# before and after



## SOPHIES-MOM (Oct 4, 2010)

I keep wondering what Sophie will look like when she grows up. If any of you could post pictures of your dogs as puppies and then grown, it would be fun! I have seen some good pictures by googling havanese before and after.


----------



## Suzi (Oct 27, 2010)

Good Idea before and after yes!:whoo::clap2::cheer2: What about before and between that way Maddie can join in.


----------



## clari86 (Sep 20, 2010)

I wish i could join in this but Selphie is just 14 weeks old and hasn't changed much since i got her lol


----------



## CacheHavs (Aug 2, 2007)

Here is my Shiraz from 1 week up to 5-6 mo and then her today


----------



## CacheHavs (Aug 2, 2007)

This is my boy Giovanni

1 week










8 weeks









5 months


----------



## motherslittlehelper (Mar 18, 2010)

Heather - they are absolutely stunning, stunning, stunning!


----------



## Kathie (Jul 31, 2008)

Your babies are beautiful, Heather!


----------



## CacheHavs (Aug 2, 2007)

And last one for now
My girl Oskarka

The first one is her at 7 weeks of age and the last two are ones i just took of her about a week ago, she is almost 6 years.


----------



## trueblue (Jan 22, 2008)

I heart Shiraz!


----------



## shimpli (Mar 24, 2010)

Here is Ache at just days, at 9 weeks, at 5 months and now, at 7 months...
I love to see how they change !


----------



## clari86 (Sep 20, 2010)

WOW!!! me too im wondering how Selphie would look as she matures! 

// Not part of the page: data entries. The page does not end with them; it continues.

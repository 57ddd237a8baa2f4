//! Configuration management for the Warehouse Management Platform
//!
//! Supports hierarchical configuration loading:
//! 1. Default values in code
//! 2. Configuration files (development.toml, production.toml)
//! 3. Environment variable overrides with WMS_ prefix

use chrono::{DateTime, FixedOffset, NaiveDate, Offset, TimeZone, Utc};
use config::{ConfigError, Environment, File};
use serde::Deserialize;
use shared::DateRange;

/// Main application configuration
#[derive(Debug, Deserialize, Clone)]
pub struct Config {
    /// Current environment (development, production)
    pub environment: String,

    /// Server configuration
    pub server: ServerConfig,

    /// Database configuration
    pub database: DatabaseConfig,

    /// JWT authentication configuration
    pub jwt: JwtConfig,

    /// Dispatch photo storage
    pub uploads: UploadConfig,

    /// Stock and display settings
    pub inventory: InventoryConfig,
}

#[derive(Debug, Deserialize, Clone)]
pub struct ServerConfig {
    /// Server port
    pub port: u16,

    /// Server host
    pub host: String,
}

#[derive(Debug, Deserialize, Clone)]
pub struct DatabaseConfig {
    /// PostgreSQL connection URL
    pub url: String,

    /// Maximum number of connections in the pool
    pub max_connections: u32,

    /// Minimum number of connections in the pool
    pub min_connections: u32,

    /// Apply pending migrations on startup
    pub run_migrations: bool,
}

#[derive(Debug, Deserialize, Clone)]
pub struct JwtConfig {
    /// Secret key for signing JWT tokens
    pub secret: String,

    /// Access token expiration in seconds
    pub access_token_expiry: i64,

    /// Refresh token expiration in seconds
    pub refresh_token_expiry: i64,
}

#[derive(Debug, Deserialize, Clone)]
pub struct UploadConfig {
    /// Directory dispatch photos are written to and served from
    pub dir: String,

    /// Accepted photo extensions, lowercase
    pub allowed_extensions: Vec<String>,

    /// Maximum request body for a photo upload
    pub max_bytes: usize,
}

#[derive(Debug, Deserialize, Clone)]
pub struct InventoryConfig {
    /// Products at or below this stock count as critical
    pub critical_stock_threshold: i32,

    /// Password given to users on an administrator reset
    pub default_reset_password: String,

    /// Offset from UTC used to display timestamps and interpret day filters
    pub display_utc_offset_minutes: i32,
}

impl Config {
    /// Load configuration from files and environment variables
    pub fn load() -> Result<Self, ConfigError> {
        let environment = std::env::var("WMS_ENVIRONMENT").unwrap_or_else(|_| "development".into());

        let config = config::Config::builder()
            // Start with default values
            .set_default("environment", environment.clone())?
            .set_default("server.port", 3000)?
            .set_default("server.host", "0.0.0.0")?
            .set_default("database.max_connections", 10)?
            .set_default("database.min_connections", 2)?
            .set_default("database.run_migrations", environment == "development")?
            .set_default("jwt.access_token_expiry", 3600)?
            .set_default("jwt.refresh_token_expiry", 604800)?
            .set_default("uploads.dir", "uploads")?
            .set_default("uploads.allowed_extensions", vec!["png", "jpg", "jpeg", "gif"])?
            .set_default("uploads.max_bytes", 10 * 1024 * 1024)?
            .set_default("inventory.critical_stock_threshold", 5)?
            .set_default("inventory.default_reset_password", "changeme123")?
            .set_default("inventory.display_utc_offset_minutes", -180)?
            // Load environment-specific config file
            .add_source(File::with_name(&format!("config/{}", environment)).required(false))
            // Override with environment variables (WMS_ prefix)
            .add_source(
                Environment::with_prefix("WMS")
                    .separator("__")
                    .list_separator(",")
                    .with_list_parse_key("uploads.allowed_extensions")
                    .try_parsing(true),
            )
            .build()?;

        config.try_deserialize()
    }

    /// Zone used to render timestamps and resolve calendar days
    pub fn display_zone(&self) -> DisplayZone {
        DisplayZone::from_minutes(self.inventory.display_utc_offset_minutes)
    }
}

impl Default for ServerConfig {
    fn default() -> Self {
        Self {
            port: 3000,
            host: "0.0.0.0".to_string(),
        }
    }
}

/// Fixed UTC offset used for everything a person reads or types as a date
#[derive(Debug, Clone, Copy, PartialEq, Eq)]
pub struct DisplayZone(FixedOffset);

impl DisplayZone {
    /// Out-of-range offsets fall back to UTC
    pub fn from_minutes(minutes: i32) -> Self {
        let offset = minutes
            .checked_mul(60)
            .and_then(FixedOffset::east_opt)
            .unwrap_or(Utc.fix());
        Self(offset)
    }

    /// Local calendar day of a stored timestamp
    pub fn local_date(&self, at: DateTime<Utc>) -> NaiveDate {
        at.with_timezone(&self.0).date_naive()
    }

    pub fn today(&self) -> NaiveDate {
        self.local_date(Utc::now())
    }

    /// UTC instant at which a local day begins
    pub fn start_of_day(&self, day: NaiveDate) -> DateTime<Utc> {
        let midnight = day.and_time(chrono::NaiveTime::MIN);
        match self.0.from_local_datetime(&midnight).single() {
            Some(local) => local.with_timezone(&Utc),
            None => Utc.from_utc_datetime(&midnight),
        }
    }

    /// `[start, end)` UTC bounds of an inclusive day range
    pub fn bounds(&self, range: &DateRange) -> (Option<DateTime<Utc>>, Option<DateTime<Utc>>) {
        (
            range.start.map(|d| self.start_of_day(d)),
            range.end_exclusive().map(|d| self.start_of_day(d)),
        )
    }

    /// `dd/mm/yyyy HH:MM` in local time
    pub fn format(&self, at: DateTime<Utc>) -> String {
        at.with_timezone(&self.0).format("%d/%m/%Y %H:%M").to_string()
    }

    /// `dd/mm/yyyy HH:MM:SS` in local time
    pub fn format_seconds(&self, at: DateTime<Utc>) -> String {
        at.with_timezone(&self.0).format("%d/%m/%Y %H:%M:%S").to_string()
    }
}

#[cfg(test)]
mod tests {
    use super::*;

    #[test]
    fn test_start_of_day_applies_offset() {
        let zone = DisplayZone::from_minutes(-180);
        let day = NaiveDate::from_ymd_opt(2024, 5, 1).unwrap();
        let start = zone.start_of_day(day);
        assert_eq!(start.to_rfc3339(), "2024-05-01T03:00:00+00:00");
    }

    #[test]
    fn test_local_date_crosses_midnight() {
        let zone = DisplayZone::from_minutes(-180);
        let at = Utc.with_ymd_and_hms(2024, 5, 2, 1, 30, 0).unwrap();
        assert_eq!(zone.local_date(at), NaiveDate::from_ymd_opt(2024, 5, 1).unwrap());
        assert_eq!(zone.format(at), "01/05/2024 22:30");
    }

    #[test]
    fn test_bounds_end_is_inclusive() {
        let zone = DisplayZone::from_minutes(0);
        let range = DateRange::parse(Some("2024-05-01"), Some("2024-05-01"));
        let (start, end) = zone.bounds(&range);
        assert_eq!(end.unwrap() - start.unwrap(), chrono::Duration::days(1));
    }

    #[test]
    fn test_invalid_offset_falls_back_to_utc() {
        assert_eq!(DisplayZone::from_minutes(100_000), DisplayZone::from_minutes(0));
    }
}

I see that most of the puppies in here changed alot, their fur changed almost completely different!!!


----------



## shimpli (Mar 24, 2010)

That is one of the wonderful things of Havanese... It's awesome to watch their changes.


----------



## clari86 (Sep 20, 2010)

I got too excited to see other puppies pictures, so I uploaded some of Selphie


----------



## shimpli (Mar 24, 2010)

OMG Sooo cute !!


----------



## whimsy (Apr 3, 2010)

such beautiful before and after pictures!!!! gorgeous


----------



## Carefulove (Mar 20, 2009)

Bumi @ 
1 Week
3.5 Months
1 Yr 
almost 1.5 years


----------



## Carefulove (Mar 20, 2009)

CacheHavs said:


> Here is my Shiraz...


Heather, I remember when this litter was born, I loved Shiraz from day one. What an amazing coat!


----------



## CacheHavs (Aug 2, 2007)

Carefulove said:


> Heather, I remember when this litter was born, I loved Shiraz from day one. What an amazing coat!


yep they are now 18 months old, not quite sure where the time has gone, but they are still my babies.

Here is also Merlot from that litter


----------



## pjewel (Apr 11, 2007)

Here's Bailey - not sure of the ages but something like (4 weeks - first two, about 6 months, maybe 9 months, almost 2 years, 2 plus). He's gotten much darker lately but I have to get some updated photos when he's clean.


----------



## Ninja (Nov 1, 2010)

Ninja from 12 weeks to now at 10 months!!  he certainly got lighter...


----------



## Suzi (Oct 27, 2010)

This is fun to see such young baby's and how much they change. 
Selphie is adorable.
My favorate is Giovanni something about him the face and happy eyes. 
Okay all Havanese have happy eyes I just cant see Maddies.


----------



## clari86 (Sep 20, 2010)

awww thanks!! Yeah she is adorable, it seems that selphie is starting to grow fast, i start to see her little body longer, but she is so cute! i love her!


----------



## Suzi (Oct 27, 2010)

Hi,
Remember to add your cute photos in our puppy area . we want to see all the 2010 babys! I would still love to know if any one knows how many new 2010 pups the forum has? Maybe that could be a new trend.


----------



## GoldenLove (Dec 3, 2010)

OH my! they are all so adorable! I love to see the way they have changed  it makes me anxious to get one. I was thinking puppy at first, but now I have been looking for retired adults that need loving homes.


----------